After 220 pages out of 670 (which is further along than I got last time) I'm still wondering when I'll be getting to the "gothic" stuff; or if I shall have to review my whole concept of that word.

So far, the heroine has spent most of her time gazing out over tranquil landscapes, feeling generally faint. Well, she has lost her parents, and had to leave her childhood home, and her beloved fiancé, and is on the verge of being forced into marriage with another man whom she does not love (or even respect). But all is happening at a very slow pace - I suppose in a way reflecting the very slow pace of travelling by horse and carriage in those days! - set against impressive mountains, peaceful valleys full of sheep and shepherds and dancing(!) peasants, fresh verdure and colourful sunsets, French chateaus surrounded by vast parks, and Venetian palaces overlooking canals with gondolas... (We're nowhere near the mysterious Udolpho yet, but the name has recently been introduced in passing once or twice...)
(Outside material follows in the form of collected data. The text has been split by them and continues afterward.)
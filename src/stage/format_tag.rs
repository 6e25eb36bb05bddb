//! Format-tag stage
//!
//! Pass-through marker consumed by the encoder side: the job coordinator
//! reads the tag from the validated spec at submission time and adds a
//! matching output request. At run time the buffer flows through unchanged,
//! which keeps the executor contract uniform.

use crate::audio::AudioBuffer;
use crate::error::Result;
use crate::stage::{ParamSpec, Stage, StageDefinition, StageOutput, StageParams};

/// Output name prefix for artifacts requested through a format-tag stage
pub const TAGGED_OUTPUT_PREFIX: &str = "tagged-";

pub struct FormatTag;

impl Stage for FormatTag {
    fn definition(&self) -> StageDefinition {
        StageDefinition {
            name: "format-tag",
            params: vec![ParamSpec::required_choice(
                "format",
                &["wav", "wav-float", "mp3"],
            )],
        }
    }

    fn transform(&self, input: &AudioBuffer, _params: &StageParams) -> Result<StageOutput> {
        Ok(input.clone().into())
    }
}
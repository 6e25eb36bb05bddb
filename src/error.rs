//! Error types for waveforge
//!
//! Defines module-specific error types using thiserror for clear error propagation.
//! Validation errors are the only errors surfaced synchronously at submission;
//! everything else is recorded on the Job and observed through status polling.

use thiserror::Error;
use uuid::Uuid;

/// Why a decode attempt was rejected
#[derive(Error, Debug, Clone, Copy, PartialEq, Eq)]
pub enum DecodeReason {
    /// Container/codec not recognized by the probe
    #[error("unrecognized container or codec")]
    Unsupported,

    /// Recognized container but no usable audio could be extracted
    #[error("truncated or corrupt audio data")]
    Corrupt,

    /// Zero-length payload
    #[error("empty payload")]
    Empty,
}

/// Why a pipeline spec failed validation
#[derive(Error, Debug, Clone, Copy, PartialEq, Eq)]
pub enum ValidationReason {
    #[error("unknown stage")]
    UnknownStage,

    #[error("missing required parameter")]
    MissingParameter,

    #[error("invalid parameter value")]
    InvalidParameterValue,

    #[error("unknown parameter")]
    UnknownParameter,
}

/// Why an encode attempt was rejected
#[derive(Error, Debug, Clone, Copy, PartialEq, Eq)]
pub enum EncodeReason {
    #[error("unsupported output format")]
    UnsupportedFormat,

    #[error("buffer cannot be encoded to this format")]
    InvalidBuffer,
}

/// Main error type for waveforge
#[derive(Error, Debug)]
pub enum Error {
    /// Audio decoding errors
    #[error("Decode error: {0}")]
    Decode(DecodeReason),

    /// Pipeline spec validation errors (surfaced synchronously, never create a Job)
    #[error("Invalid pipeline spec at stage '{stage}', parameter '{}': {reason}", .field.as_deref().unwrap_or("-"))]
    Validation {
        stage: String,
        field: Option<String>,
        reason: ValidationReason,
    },

    /// Stage name already registered
    #[error("Duplicate stage registration: {0}")]
    DuplicateStage(String),

    /// Stage rejected its input or parameters at runtime
    #[error("Stage '{stage}' failed: {message}")]
    StageFailed { stage: String, message: String },

    /// Stage produced an empty, misaligned, or non-finite buffer
    #[error("Stage '{stage}' produced invalid numeric data")]
    StageNumeric { stage: String },

    /// Audio encoding errors
    #[error("Encode error: {0}")]
    Encode(EncodeReason),

    /// Job exceeded its wall-clock budget
    #[error("Job exceeded its wall-clock budget")]
    Timeout,

    /// Job cancelled by caller
    #[error("Job cancelled by caller")]
    Cancelled,

    /// Queue backlog limit reached
    #[error("Job queue is full")]
    CapacityExceeded,

    /// Job id not present (never existed or evicted)
    #[error("Job not found: {0}")]
    UnknownJob(Uuid),

    /// Cancel requested for a job already in a terminal state
    #[error("Job already in a terminal state: {0}")]
    AlreadyTerminal(Uuid),

    /// Artifact requested before the job succeeded, or for an unknown output name
    #[error("Artifact not available: {0}")]
    ArtifactNotAvailable(String),

    /// Configuration file loading errors
    #[error("Configuration error: {0}")]
    Config(String),

    /// HTTP server errors
    #[error("HTTP server error: {0}")]
    Http(String),

    /// File I/O errors
    #[error("File I/O error: {0}")]
    Io(#[from] std::io::Error),

    /// Other errors
    #[error("Internal error: {0}")]
    Internal(String),
}

/// Convenience Result type using waveforge Error
pub type Result<T> = std::result::Result<T, Error>;
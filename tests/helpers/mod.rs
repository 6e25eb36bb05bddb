//! Test helper modules for waveforge integration tests
//!
//! Provides WAV fixture generation plus small utilities shared by the
//! pipeline, coordinator, and API test suites.

// Each test binary uses a different subset of these helpers
#![allow(dead_code)]

use std::io::Cursor;
use std::time::{Duration, Instant};
use uuid::Uuid;
use waveforge::audio::AudioBuffer;
use waveforge::error::Result;
use waveforge::job::{JobCoordinator, JobSnapshot};
use waveforge::stage::{Stage, StageDefinition, StageOutput, StageParams};

/// Render a sine tone as a 16-bit PCM WAV byte stream
pub fn sine_wav_bytes(
    sample_rate: u32,
    channels: u16,
    duration_ms: u64,
    freq_hz: f32,
    amplitude: f32,
) -> Vec<u8> {
    let spec = hound::WavSpec {
        channels,
        sample_rate,
        bits_per_sample: 16,
        sample_format: hound::SampleFormat::Int,
    };

    let frames = (sample_rate as u64 * duration_ms / 1000) as usize;
    let mut cursor = Cursor::new(Vec::new());
    {
        let mut writer = hound::WavWriter::new(&mut cursor, spec).unwrap();
        for i in 0..frames {
            let t = i as f32 / sample_rate as f32;
            let sample = (2.0 * std::f32::consts::PI * freq_hz * t).sin() * amplitude;
            let quantized = (sample * i16::MAX as f32) as i16;
            for _ in 0..channels {
                writer.write_sample(quantized).unwrap();
            }
        }
        writer.finalize().unwrap();
    }
    cursor.into_inner()
}

/// Render a WAV with leading and trailing silence around a tone burst
pub fn padded_wav_bytes(sample_rate: u32, silence_ms: u64, tone_ms: u64) -> Vec<u8> {
    let spec = hound::WavSpec {
        channels: 1,
        sample_rate,
        bits_per_sample: 16,
        sample_format: hound::SampleFormat::Int,
    };

    let silence_frames = (sample_rate as u64 * silence_ms / 1000) as usize;
    let tone_frames = (sample_rate as u64 * tone_ms / 1000) as usize;

    let mut cursor = Cursor::new(Vec::new());
    {
        let mut writer = hound::WavWriter::new(&mut cursor, spec).unwrap();
        for _ in 0..silence_frames {
            writer.write_sample(0i16).unwrap();
        }
        for i in 0..tone_frames {
            let t = i as f32 / sample_rate as f32;
            let sample = (2.0 * std::f32::consts::PI * 440.0 * t).sin() * 0.5;
            writer.write_sample((sample * i16::MAX as f32) as i16).unwrap();
        }
        for _ in 0..silence_frames {
            writer.write_sample(0i16).unwrap();
        }
        writer.finalize().unwrap();
    }
    cursor.into_inner()
}

/// Peak amplitude of a decoded 16-bit WAV byte stream, on the [0, 1] scale
pub fn wav_peak(bytes: &[u8]) -> f32 {
    let mut reader = hound::WavReader::new(Cursor::new(bytes)).unwrap();
    reader
        .samples::<i16>()
        .map(|s| (s.unwrap() as f32 / i16::MAX as f32).abs())
        .fold(0.0, f32::max)
}

/// Poll a job until it reaches a terminal state
pub fn wait_terminal(coordinator: &JobCoordinator, id: Uuid, timeout: Duration) -> JobSnapshot {
    let deadline = Instant::now() + timeout;
    loop {
        let snapshot = coordinator.status(id).unwrap();
        if matches!(snapshot.state, "succeeded" | "failed" | "cancelled") {
            return snapshot;
        }
        if Instant::now() >= deadline {
            panic!("job {} still {} after {:?}", id, snapshot.state, timeout);
        }
        std::thread::sleep(Duration::from_millis(10));
    }
}

/// Test stage that sleeps before passing its input through unchanged
pub struct SlowStage {
    pub delay: Duration,
}

impl Stage for SlowStage {
    fn definition(&self) -> StageDefinition {
        StageDefinition {
            name: "slow",
            params: vec![],
        }
    }

    fn transform(&self, input: &AudioBuffer, _params: &StageParams) -> Result<StageOutput> {
        std::thread::sleep(self.delay);
        Ok(input.clone().into())
    }
}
The most interesting part of it all so far is really that the author herself had never actually travelled and seen the landscapes that she so meticiously describes...

However, by writing down that I intend to finish the book this time, I'm hoping this will help me keep my resolution to do so! ;-)

Here's a teaser from the last chapter I read, Volume 2, Ch IV - a conversation between heroine Emily and her aunt:

'...I wish to see you happy, and it is your own fault if you are not so. I would ask you, now, seriously and calmly, what kind of a match you can expect, since a Count cannot content your ambition?'
'I have no ambition whatever, madam,' replied Emily, 'my only wish is to remain in my present station.'

2 comments:

California Girl said...

You are a patient soul. 660 pages & you're 200+ through and nothing much is happening? I couldn't do it. I am currently trying to read "Arthur & George" by Julian Barnes. Problem is, the story is becoming more sad and I know it's based on a true mistaken identity/innocent goes to jail and I just don't know if I can bear it. I find as I've grown older I am less apt to want to read anything disturbing or rambling. For disturbing, I can turn on the news. As for rambling discourses with or without a point...I can blog! :)

DawnTreader said...

:) I'm not always as patient. If I just happen to pick up a book randomly, and find it hard to concentrate on, or feel that I'm not in the right mood for it, I don't usually feel obliged to finish it. But since Udolpho is supposed to be a Gothic classic, and I've made it a sort of project to read some of those, including this one, I really want to get through it. (Others I've read are Dracula by Bram Stoker, and The Castle of Otranto by Horace Walpole. Dracula was a lot more readable than I expected. Otranto is a comparatively short story, but hard to make head or tail of.)